Personal information
- Born: January 14, 1988 (age 38) Bedford, Texas, U.S.
- Listed height: 6 ft 2 in (1.88 m)
- Listed weight: 215 lb (98 kg)

Career information
- High school: Trinity (Euless, Texas)
- College: UTEP
- NFL draft: 2011: undrafted

Career history
- Chicago Bears (2011)*; Tampa Bay Storm (2012)*; Indianapolis Colts (2012)*;
- * Offseason and/or practice squad member only

= Trevor Vittatoe =

American football player (born 1988)

Trevor Vittatoe (born January 1, 1988) is an American former football quarterback. Until June 21, 2012, he was on the off season roster of the Indianapolis Colts of the National Football League (NFL). He was signed by the Chicago Bears as an undrafted free agent in 2011 but never played in a regular season game in the NFL. He played college football for the UTEP Miners.

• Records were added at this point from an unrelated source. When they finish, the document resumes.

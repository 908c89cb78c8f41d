// Export route modules
pub mod completions;

use crate::state::AppState;
use axum::Router;

// Function to configure all routes
pub fn configure(state: AppState) -> Router {
    Router::new().merge(completions::routes(state))
}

Vittatoe began his football career with Euless Trinity.

==College career==
Vittatoe attended the University of Texas-El Paso and played quarterback for four years. He left the Miners as their all-time leader in passing yards, passing touchdowns, total offense and touchdowns. He also broke numerous other records. His four-year statistics left him ranking 14th in passing yards and 15th in passing touchdowns and total offense in college football history. Vittatoe led the Miners to the New Mexico Bowl game his senior year.

===Statistics===
Vittatoe's statistics are as follows:

| Year | team | Games | Games Started | Record | Passing |  |  |  |  |  |  | Rushing |  |  |  |
| Comp | Att | Yards | Pct. | TD | Int | QB rating | Att | Yards | Avg | TD |
| 2006 | UTEP | Redshirt |  |  |  |  |  |  |  |  |  |  |  |  |  |
| 2007 | UTEP | 12 | 12 | 4–8 | 224 | 407 | 3,101 | 55.0 | 25 | 7 | 135.9 | 42 | -132 | -3.1 | 0 |
| 2008 | UTEP | 12 | 12 | 5–7 | 246 | 418 | 3,274 | 58.9 | 33 | 9 | 146.4 | 45 | -31 | -0.7 | 1 |
| 2009 | UTEP | 12 | 12 | 4–8 | 224 | 409 | 3,308 | 54.8 | 17 | 13 | 130.1 | 45 | -83 | -1.8 | 0 |
| 2010 | UTEP | 13 | 13 | 6–7 | 220 | 407 | 2,756 | 54.1 | 22 | 13 | 122.4 | 55 | 98 | 1.8 | 0 |
| Totals |  | 49 | 49 | 19–30 | 914 | 1,641 | 12,439 | 55.7 | 97 | 42 | 133.8 | 187 | -148 | -0.8 | 1 |

==Professional career==
===Chicago Bears===
He signed with the Chicago Bears as a rookie free agent on July 26, 2011. Vittatoe was listed as their 4th string QB. He was waived on August 29, 2011.

===Tampa Bay Storm===
On February 7, 2012, Vittatoe was assigned to the Tampa Bay Storm of the Arena Football League (AFL).

===Indianapolis Colts===
On March 9, 2012, Vittatoe was signed by the Indianapolis Colts just one day after releasing Peyton Manning. He was released on June 21, 2012.